What to do: Starting with the line that contains "orch = Arc::new(Orchestrator::new(config, Arc::clone(&bus)));" and stopping after the line that contains "bus.on(pattern, move |topic, data|", copy the entries below exactly. Include nothing else.

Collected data
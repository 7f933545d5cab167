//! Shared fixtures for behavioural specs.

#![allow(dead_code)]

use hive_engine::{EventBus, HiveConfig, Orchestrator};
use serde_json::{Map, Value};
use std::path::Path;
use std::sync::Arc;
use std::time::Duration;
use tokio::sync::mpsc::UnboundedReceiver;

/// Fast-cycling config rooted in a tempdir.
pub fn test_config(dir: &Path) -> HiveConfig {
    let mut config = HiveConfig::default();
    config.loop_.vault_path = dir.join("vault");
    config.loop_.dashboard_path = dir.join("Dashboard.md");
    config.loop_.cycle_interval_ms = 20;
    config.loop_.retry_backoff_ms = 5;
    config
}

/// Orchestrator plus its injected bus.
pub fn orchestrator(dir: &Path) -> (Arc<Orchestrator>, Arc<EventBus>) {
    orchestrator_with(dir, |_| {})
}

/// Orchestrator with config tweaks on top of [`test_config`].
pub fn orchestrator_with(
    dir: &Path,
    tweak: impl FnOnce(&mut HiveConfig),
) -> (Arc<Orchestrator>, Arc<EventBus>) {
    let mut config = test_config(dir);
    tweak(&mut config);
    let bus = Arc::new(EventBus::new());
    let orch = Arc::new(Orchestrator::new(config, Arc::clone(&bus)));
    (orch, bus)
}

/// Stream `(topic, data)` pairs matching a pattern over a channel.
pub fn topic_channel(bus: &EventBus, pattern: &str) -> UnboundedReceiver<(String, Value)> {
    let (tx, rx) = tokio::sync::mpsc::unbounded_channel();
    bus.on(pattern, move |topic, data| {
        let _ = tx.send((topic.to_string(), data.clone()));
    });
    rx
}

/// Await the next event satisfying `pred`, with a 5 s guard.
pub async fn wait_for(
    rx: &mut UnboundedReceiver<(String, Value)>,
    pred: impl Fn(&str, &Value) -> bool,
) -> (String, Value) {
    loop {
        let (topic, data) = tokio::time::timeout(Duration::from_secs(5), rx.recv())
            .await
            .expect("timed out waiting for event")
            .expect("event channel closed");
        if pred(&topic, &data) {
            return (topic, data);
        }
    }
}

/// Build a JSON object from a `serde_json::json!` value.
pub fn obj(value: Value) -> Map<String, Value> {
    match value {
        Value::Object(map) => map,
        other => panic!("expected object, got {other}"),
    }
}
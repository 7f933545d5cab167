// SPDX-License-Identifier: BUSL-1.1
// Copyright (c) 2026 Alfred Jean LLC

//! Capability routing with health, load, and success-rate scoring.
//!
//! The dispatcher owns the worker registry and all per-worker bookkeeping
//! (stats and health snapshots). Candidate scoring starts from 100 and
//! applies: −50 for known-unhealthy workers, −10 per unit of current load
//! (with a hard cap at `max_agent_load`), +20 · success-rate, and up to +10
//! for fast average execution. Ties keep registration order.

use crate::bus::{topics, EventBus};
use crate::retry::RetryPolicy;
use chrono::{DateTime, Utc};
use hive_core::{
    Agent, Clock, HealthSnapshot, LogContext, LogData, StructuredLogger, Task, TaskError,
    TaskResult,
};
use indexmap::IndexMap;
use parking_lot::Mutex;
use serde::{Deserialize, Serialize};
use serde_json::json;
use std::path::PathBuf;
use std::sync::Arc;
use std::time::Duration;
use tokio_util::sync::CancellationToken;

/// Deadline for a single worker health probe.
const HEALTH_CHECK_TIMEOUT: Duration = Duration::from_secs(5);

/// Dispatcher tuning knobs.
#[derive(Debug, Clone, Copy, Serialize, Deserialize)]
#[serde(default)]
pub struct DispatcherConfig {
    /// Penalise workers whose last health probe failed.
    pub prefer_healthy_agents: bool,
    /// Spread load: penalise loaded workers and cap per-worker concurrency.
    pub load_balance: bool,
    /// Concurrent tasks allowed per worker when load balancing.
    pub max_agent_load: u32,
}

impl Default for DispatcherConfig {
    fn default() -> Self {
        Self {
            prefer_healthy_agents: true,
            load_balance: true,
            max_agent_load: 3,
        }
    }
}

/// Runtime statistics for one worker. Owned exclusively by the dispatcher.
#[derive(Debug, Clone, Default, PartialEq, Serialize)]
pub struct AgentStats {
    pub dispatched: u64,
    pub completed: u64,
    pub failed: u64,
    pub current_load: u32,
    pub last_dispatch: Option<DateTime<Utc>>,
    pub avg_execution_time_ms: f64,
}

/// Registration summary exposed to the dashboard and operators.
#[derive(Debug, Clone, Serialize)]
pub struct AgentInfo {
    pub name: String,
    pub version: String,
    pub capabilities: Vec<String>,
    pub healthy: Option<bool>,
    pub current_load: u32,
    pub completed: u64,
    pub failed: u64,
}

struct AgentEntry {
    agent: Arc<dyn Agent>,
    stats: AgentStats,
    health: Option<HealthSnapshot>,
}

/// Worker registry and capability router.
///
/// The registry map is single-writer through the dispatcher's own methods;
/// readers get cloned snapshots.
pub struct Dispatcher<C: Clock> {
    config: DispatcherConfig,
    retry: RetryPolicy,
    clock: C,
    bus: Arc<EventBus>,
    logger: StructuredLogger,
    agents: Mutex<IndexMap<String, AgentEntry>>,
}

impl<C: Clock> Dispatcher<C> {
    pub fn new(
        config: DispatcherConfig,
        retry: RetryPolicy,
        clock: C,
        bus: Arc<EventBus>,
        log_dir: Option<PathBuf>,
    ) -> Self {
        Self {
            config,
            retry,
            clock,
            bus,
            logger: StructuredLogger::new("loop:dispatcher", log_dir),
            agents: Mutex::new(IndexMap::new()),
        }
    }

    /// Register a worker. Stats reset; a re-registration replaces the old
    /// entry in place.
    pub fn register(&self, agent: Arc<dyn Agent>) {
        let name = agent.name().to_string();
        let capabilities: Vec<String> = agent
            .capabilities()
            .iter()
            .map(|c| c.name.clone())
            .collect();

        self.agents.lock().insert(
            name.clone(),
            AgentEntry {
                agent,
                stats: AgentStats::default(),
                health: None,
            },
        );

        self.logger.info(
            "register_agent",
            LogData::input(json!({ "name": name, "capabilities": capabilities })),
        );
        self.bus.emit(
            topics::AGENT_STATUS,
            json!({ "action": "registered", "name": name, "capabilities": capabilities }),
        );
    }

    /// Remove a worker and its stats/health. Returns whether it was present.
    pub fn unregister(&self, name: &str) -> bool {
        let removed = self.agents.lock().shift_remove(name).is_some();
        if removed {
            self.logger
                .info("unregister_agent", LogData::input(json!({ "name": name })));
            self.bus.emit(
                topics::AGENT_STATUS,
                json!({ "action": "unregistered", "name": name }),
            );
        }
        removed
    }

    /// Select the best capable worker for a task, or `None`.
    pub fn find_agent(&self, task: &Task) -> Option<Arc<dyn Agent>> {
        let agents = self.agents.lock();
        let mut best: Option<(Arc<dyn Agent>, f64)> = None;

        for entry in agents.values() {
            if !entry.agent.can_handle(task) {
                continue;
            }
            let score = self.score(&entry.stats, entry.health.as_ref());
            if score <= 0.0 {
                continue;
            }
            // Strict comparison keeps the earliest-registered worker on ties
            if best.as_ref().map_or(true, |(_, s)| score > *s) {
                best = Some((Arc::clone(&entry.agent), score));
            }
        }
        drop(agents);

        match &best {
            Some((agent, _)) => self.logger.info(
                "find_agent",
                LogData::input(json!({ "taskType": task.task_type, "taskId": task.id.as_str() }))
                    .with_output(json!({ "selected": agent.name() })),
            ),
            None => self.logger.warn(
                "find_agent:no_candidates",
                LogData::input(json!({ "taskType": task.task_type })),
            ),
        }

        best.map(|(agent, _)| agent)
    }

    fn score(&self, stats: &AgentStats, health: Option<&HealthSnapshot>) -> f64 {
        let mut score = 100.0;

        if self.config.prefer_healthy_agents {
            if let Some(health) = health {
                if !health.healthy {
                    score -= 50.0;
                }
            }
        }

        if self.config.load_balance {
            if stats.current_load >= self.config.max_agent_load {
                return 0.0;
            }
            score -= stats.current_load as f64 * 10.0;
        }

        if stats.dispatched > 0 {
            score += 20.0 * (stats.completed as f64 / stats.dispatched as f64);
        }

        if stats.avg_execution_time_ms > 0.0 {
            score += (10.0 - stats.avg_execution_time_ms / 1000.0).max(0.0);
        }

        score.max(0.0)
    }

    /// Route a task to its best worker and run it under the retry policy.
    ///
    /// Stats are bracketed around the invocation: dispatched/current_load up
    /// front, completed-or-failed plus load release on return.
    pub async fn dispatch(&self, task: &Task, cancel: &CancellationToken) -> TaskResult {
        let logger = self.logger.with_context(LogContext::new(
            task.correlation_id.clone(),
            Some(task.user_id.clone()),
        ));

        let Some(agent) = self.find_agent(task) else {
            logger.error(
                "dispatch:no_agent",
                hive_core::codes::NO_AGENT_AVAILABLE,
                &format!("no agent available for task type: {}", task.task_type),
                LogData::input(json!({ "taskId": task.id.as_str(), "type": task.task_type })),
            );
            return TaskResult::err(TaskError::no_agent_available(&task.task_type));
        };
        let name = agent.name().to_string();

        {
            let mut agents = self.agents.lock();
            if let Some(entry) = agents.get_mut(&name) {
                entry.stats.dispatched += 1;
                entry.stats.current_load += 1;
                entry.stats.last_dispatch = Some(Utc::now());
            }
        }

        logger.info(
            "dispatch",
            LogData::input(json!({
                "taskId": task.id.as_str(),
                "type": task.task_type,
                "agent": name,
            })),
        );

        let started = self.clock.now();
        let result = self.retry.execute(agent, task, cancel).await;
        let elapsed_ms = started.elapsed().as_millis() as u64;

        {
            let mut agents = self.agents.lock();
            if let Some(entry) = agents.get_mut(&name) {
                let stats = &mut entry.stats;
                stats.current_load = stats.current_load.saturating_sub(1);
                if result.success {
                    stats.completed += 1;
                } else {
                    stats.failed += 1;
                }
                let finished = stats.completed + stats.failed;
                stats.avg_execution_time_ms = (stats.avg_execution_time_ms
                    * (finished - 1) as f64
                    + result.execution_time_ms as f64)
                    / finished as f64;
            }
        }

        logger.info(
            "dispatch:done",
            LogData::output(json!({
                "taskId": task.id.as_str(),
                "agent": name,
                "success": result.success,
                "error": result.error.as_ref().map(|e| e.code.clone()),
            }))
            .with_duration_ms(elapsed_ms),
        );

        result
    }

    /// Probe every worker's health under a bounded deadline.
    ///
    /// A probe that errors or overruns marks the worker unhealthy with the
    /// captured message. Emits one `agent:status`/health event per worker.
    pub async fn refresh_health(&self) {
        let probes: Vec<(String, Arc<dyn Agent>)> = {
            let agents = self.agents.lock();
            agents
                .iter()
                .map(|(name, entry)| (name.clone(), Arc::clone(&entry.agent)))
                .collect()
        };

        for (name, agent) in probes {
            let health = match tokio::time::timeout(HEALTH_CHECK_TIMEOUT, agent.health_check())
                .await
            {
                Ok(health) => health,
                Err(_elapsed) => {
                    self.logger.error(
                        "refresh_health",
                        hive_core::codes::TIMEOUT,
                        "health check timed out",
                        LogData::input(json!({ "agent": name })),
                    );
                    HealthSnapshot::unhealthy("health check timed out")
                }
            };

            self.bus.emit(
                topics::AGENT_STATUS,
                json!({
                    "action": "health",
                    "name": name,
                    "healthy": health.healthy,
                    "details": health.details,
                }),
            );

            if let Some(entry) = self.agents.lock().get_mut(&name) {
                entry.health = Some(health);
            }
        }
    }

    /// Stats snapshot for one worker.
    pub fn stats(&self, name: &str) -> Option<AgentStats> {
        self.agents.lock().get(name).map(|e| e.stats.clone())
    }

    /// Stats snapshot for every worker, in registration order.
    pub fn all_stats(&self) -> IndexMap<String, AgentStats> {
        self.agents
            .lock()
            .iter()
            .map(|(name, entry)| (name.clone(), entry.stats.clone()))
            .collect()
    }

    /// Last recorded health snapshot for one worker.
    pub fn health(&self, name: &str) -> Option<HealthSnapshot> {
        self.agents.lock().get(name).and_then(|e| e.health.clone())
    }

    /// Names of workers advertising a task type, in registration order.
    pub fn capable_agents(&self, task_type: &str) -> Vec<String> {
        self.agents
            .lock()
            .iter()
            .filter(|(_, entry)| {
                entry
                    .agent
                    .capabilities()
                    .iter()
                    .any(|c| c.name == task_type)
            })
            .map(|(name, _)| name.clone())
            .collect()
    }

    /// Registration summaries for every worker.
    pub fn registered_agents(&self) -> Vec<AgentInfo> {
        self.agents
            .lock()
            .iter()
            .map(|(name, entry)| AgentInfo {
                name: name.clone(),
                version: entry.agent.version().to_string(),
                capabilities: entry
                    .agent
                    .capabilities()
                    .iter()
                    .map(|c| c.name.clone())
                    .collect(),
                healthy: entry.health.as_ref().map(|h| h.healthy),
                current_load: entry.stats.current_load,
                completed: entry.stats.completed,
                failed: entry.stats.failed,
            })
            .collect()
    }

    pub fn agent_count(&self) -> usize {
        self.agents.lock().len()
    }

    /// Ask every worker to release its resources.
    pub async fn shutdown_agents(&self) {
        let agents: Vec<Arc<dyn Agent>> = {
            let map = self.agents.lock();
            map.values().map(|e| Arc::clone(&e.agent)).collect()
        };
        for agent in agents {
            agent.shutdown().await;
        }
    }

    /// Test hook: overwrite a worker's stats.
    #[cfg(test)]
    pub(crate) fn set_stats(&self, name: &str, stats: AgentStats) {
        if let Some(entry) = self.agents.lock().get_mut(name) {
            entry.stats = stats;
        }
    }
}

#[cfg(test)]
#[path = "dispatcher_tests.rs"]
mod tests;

==

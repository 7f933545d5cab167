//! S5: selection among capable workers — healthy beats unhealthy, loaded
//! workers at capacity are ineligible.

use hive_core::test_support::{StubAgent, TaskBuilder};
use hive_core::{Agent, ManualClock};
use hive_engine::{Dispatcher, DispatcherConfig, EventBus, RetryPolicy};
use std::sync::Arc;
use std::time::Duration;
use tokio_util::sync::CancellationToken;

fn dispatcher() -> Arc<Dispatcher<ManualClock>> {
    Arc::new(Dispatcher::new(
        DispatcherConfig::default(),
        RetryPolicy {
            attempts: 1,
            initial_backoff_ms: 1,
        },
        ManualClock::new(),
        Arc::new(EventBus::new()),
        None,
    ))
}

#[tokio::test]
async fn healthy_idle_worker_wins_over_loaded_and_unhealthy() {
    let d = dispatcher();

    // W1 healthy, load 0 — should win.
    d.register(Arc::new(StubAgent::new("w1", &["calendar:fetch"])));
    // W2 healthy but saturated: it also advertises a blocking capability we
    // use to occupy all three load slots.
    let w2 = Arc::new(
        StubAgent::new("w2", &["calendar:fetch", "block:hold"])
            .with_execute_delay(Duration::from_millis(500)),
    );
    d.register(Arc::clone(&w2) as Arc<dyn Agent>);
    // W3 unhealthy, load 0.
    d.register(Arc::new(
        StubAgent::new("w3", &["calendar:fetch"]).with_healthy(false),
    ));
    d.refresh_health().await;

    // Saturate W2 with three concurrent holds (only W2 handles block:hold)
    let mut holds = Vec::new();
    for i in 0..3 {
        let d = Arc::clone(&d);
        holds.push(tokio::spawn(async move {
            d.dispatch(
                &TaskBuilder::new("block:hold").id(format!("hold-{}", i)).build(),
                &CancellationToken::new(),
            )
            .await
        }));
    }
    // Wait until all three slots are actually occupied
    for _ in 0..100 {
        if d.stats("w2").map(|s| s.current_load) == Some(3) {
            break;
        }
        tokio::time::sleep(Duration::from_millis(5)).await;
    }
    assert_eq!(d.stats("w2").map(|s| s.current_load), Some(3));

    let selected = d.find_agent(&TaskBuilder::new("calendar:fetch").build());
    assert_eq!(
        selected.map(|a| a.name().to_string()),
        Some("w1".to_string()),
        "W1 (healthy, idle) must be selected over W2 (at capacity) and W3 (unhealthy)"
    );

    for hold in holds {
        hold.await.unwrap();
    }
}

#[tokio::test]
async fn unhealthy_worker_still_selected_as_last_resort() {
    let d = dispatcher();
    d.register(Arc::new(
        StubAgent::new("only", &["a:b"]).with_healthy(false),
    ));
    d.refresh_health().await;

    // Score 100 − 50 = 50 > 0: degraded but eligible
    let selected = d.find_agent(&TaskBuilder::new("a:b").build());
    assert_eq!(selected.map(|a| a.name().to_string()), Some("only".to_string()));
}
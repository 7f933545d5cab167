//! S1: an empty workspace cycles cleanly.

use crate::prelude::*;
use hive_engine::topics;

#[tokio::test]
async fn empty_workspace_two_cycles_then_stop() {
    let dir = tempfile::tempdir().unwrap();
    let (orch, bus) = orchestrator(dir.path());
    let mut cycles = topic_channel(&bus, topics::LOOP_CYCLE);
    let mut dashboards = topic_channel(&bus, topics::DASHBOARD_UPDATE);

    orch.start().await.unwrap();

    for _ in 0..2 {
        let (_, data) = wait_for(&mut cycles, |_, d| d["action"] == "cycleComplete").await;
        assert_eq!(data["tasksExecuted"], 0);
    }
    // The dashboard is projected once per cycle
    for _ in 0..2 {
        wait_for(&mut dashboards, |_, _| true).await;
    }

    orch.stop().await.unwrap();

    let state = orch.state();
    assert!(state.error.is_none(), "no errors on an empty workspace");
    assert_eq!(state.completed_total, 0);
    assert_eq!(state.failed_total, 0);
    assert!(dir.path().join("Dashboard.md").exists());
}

--

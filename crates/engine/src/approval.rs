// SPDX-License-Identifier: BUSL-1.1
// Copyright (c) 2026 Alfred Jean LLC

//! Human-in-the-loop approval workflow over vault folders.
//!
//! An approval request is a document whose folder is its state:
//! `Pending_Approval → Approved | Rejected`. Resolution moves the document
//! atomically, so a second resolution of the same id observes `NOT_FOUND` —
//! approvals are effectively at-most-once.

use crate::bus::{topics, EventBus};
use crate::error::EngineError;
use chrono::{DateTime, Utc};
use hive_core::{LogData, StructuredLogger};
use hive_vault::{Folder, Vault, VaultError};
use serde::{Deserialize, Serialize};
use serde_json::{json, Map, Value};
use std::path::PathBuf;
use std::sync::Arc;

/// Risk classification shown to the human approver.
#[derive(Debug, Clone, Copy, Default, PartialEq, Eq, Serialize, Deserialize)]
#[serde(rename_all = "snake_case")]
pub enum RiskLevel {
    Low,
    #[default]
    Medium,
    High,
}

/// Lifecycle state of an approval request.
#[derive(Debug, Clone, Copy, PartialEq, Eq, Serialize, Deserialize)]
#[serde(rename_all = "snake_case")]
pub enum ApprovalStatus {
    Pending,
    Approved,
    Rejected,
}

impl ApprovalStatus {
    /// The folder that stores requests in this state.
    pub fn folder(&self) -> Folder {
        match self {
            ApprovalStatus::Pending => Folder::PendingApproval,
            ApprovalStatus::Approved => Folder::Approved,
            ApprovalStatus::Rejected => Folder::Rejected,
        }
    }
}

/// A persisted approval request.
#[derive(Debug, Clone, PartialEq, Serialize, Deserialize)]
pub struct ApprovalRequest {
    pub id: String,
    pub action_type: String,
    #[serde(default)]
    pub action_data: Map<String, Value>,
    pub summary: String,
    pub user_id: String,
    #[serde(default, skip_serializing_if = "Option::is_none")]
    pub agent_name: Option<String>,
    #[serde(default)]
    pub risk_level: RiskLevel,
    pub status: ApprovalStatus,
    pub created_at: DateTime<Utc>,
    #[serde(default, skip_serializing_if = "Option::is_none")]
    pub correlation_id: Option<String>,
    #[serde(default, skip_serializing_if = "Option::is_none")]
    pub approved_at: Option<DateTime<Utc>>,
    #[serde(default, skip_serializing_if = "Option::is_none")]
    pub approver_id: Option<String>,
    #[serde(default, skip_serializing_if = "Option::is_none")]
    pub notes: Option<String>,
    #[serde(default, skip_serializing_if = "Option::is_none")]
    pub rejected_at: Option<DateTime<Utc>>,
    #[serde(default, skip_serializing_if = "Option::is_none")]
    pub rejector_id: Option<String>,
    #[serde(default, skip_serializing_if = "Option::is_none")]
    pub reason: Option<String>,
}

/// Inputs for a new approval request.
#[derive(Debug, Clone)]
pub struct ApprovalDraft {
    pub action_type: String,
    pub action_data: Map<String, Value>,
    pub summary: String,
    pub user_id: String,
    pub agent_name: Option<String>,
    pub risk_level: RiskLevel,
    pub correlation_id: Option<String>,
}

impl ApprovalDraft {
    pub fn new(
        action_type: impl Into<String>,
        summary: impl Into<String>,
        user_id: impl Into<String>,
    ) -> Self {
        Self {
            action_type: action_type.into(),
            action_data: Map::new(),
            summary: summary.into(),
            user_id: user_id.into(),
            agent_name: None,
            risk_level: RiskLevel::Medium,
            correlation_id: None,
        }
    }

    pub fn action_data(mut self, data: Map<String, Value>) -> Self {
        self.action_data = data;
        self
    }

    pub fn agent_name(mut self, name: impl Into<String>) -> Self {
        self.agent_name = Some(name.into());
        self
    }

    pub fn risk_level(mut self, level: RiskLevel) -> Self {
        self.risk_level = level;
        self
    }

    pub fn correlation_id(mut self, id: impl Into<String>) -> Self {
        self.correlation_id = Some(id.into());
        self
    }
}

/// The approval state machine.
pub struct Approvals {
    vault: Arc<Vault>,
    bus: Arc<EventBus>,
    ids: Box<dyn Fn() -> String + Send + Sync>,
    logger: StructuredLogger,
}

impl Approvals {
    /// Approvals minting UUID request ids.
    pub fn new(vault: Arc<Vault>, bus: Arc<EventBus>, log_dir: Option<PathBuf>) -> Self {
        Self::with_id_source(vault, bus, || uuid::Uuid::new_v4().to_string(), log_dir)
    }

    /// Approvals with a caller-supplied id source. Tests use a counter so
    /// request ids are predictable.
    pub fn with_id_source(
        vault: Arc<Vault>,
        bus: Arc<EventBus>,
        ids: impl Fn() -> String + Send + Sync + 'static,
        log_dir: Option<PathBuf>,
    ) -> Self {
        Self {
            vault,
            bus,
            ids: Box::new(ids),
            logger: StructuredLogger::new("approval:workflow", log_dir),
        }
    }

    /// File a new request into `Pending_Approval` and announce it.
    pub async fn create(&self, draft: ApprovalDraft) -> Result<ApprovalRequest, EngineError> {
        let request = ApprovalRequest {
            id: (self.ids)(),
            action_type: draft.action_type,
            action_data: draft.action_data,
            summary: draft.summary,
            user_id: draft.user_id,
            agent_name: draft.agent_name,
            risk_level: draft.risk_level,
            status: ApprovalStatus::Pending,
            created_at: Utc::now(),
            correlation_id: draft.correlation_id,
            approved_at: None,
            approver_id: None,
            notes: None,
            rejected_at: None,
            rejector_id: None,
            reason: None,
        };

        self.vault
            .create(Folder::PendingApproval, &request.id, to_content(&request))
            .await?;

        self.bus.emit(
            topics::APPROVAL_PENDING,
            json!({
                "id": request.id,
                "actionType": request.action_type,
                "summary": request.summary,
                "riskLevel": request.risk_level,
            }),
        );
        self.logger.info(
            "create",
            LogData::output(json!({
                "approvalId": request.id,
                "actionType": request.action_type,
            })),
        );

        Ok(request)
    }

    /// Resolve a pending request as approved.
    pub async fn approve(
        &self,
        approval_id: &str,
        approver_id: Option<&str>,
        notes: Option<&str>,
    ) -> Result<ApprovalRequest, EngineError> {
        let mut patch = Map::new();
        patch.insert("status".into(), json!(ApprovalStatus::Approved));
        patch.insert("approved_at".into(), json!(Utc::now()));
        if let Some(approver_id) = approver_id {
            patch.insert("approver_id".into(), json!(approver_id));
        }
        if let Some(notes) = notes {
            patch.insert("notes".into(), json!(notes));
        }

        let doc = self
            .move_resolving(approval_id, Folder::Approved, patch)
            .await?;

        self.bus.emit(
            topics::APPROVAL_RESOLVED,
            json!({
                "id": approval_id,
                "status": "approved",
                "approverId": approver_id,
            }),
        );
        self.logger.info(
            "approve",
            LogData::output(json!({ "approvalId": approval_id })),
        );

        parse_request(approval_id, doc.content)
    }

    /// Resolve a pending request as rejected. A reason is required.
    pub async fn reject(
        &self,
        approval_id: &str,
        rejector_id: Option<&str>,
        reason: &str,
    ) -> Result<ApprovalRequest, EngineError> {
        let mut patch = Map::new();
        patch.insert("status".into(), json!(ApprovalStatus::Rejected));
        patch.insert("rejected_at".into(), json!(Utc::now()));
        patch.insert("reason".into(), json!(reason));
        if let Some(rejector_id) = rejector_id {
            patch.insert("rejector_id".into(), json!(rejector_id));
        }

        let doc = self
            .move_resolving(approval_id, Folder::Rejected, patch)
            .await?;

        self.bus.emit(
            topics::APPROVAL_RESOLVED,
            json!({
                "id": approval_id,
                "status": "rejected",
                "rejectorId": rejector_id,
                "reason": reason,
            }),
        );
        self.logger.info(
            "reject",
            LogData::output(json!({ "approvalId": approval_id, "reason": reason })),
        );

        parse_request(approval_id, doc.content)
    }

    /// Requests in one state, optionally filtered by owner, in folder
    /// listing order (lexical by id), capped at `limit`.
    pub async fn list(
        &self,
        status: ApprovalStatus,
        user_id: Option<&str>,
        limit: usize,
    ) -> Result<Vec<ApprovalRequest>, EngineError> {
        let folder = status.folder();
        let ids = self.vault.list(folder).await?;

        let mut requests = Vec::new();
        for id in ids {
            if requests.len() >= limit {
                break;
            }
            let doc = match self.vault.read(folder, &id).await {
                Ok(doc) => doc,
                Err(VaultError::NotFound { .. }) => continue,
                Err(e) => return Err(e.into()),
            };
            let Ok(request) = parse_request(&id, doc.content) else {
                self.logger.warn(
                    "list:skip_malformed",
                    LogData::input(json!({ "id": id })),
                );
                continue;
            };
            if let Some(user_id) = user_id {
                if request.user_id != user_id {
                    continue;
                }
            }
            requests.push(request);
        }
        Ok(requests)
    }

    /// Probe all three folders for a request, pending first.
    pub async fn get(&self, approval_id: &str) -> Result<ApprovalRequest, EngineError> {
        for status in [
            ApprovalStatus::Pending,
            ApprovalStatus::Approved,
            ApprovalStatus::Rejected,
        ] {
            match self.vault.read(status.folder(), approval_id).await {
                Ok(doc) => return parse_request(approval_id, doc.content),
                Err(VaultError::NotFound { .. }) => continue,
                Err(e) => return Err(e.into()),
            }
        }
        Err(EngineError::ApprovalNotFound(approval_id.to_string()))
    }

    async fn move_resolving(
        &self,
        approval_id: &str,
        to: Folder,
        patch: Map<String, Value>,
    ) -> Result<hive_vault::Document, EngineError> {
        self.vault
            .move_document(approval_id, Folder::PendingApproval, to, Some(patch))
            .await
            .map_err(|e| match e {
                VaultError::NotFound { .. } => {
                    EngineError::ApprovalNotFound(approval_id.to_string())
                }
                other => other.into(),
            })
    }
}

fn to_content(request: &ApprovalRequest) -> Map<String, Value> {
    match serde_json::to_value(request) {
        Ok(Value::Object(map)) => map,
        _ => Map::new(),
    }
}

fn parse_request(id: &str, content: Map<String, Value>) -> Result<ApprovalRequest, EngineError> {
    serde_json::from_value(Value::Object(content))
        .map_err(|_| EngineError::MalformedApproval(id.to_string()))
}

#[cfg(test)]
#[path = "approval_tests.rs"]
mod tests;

Solution to the exercise:
    let orch = Arc::new(Orchestrator::new(config, Arc::clone(&bus)));
    (orch, bus)
}

/// Stream `(topic, data)` pairs matching a pattern over a channel.
pub fn topic_channel(bus: &EventBus, pattern: &str) -> UnboundedReceiver<(String, Value)> {
    let (tx, rx) = tokio::sync::mpsc::unbounded_channel();
    bus.on(pattern, move |topic, data| {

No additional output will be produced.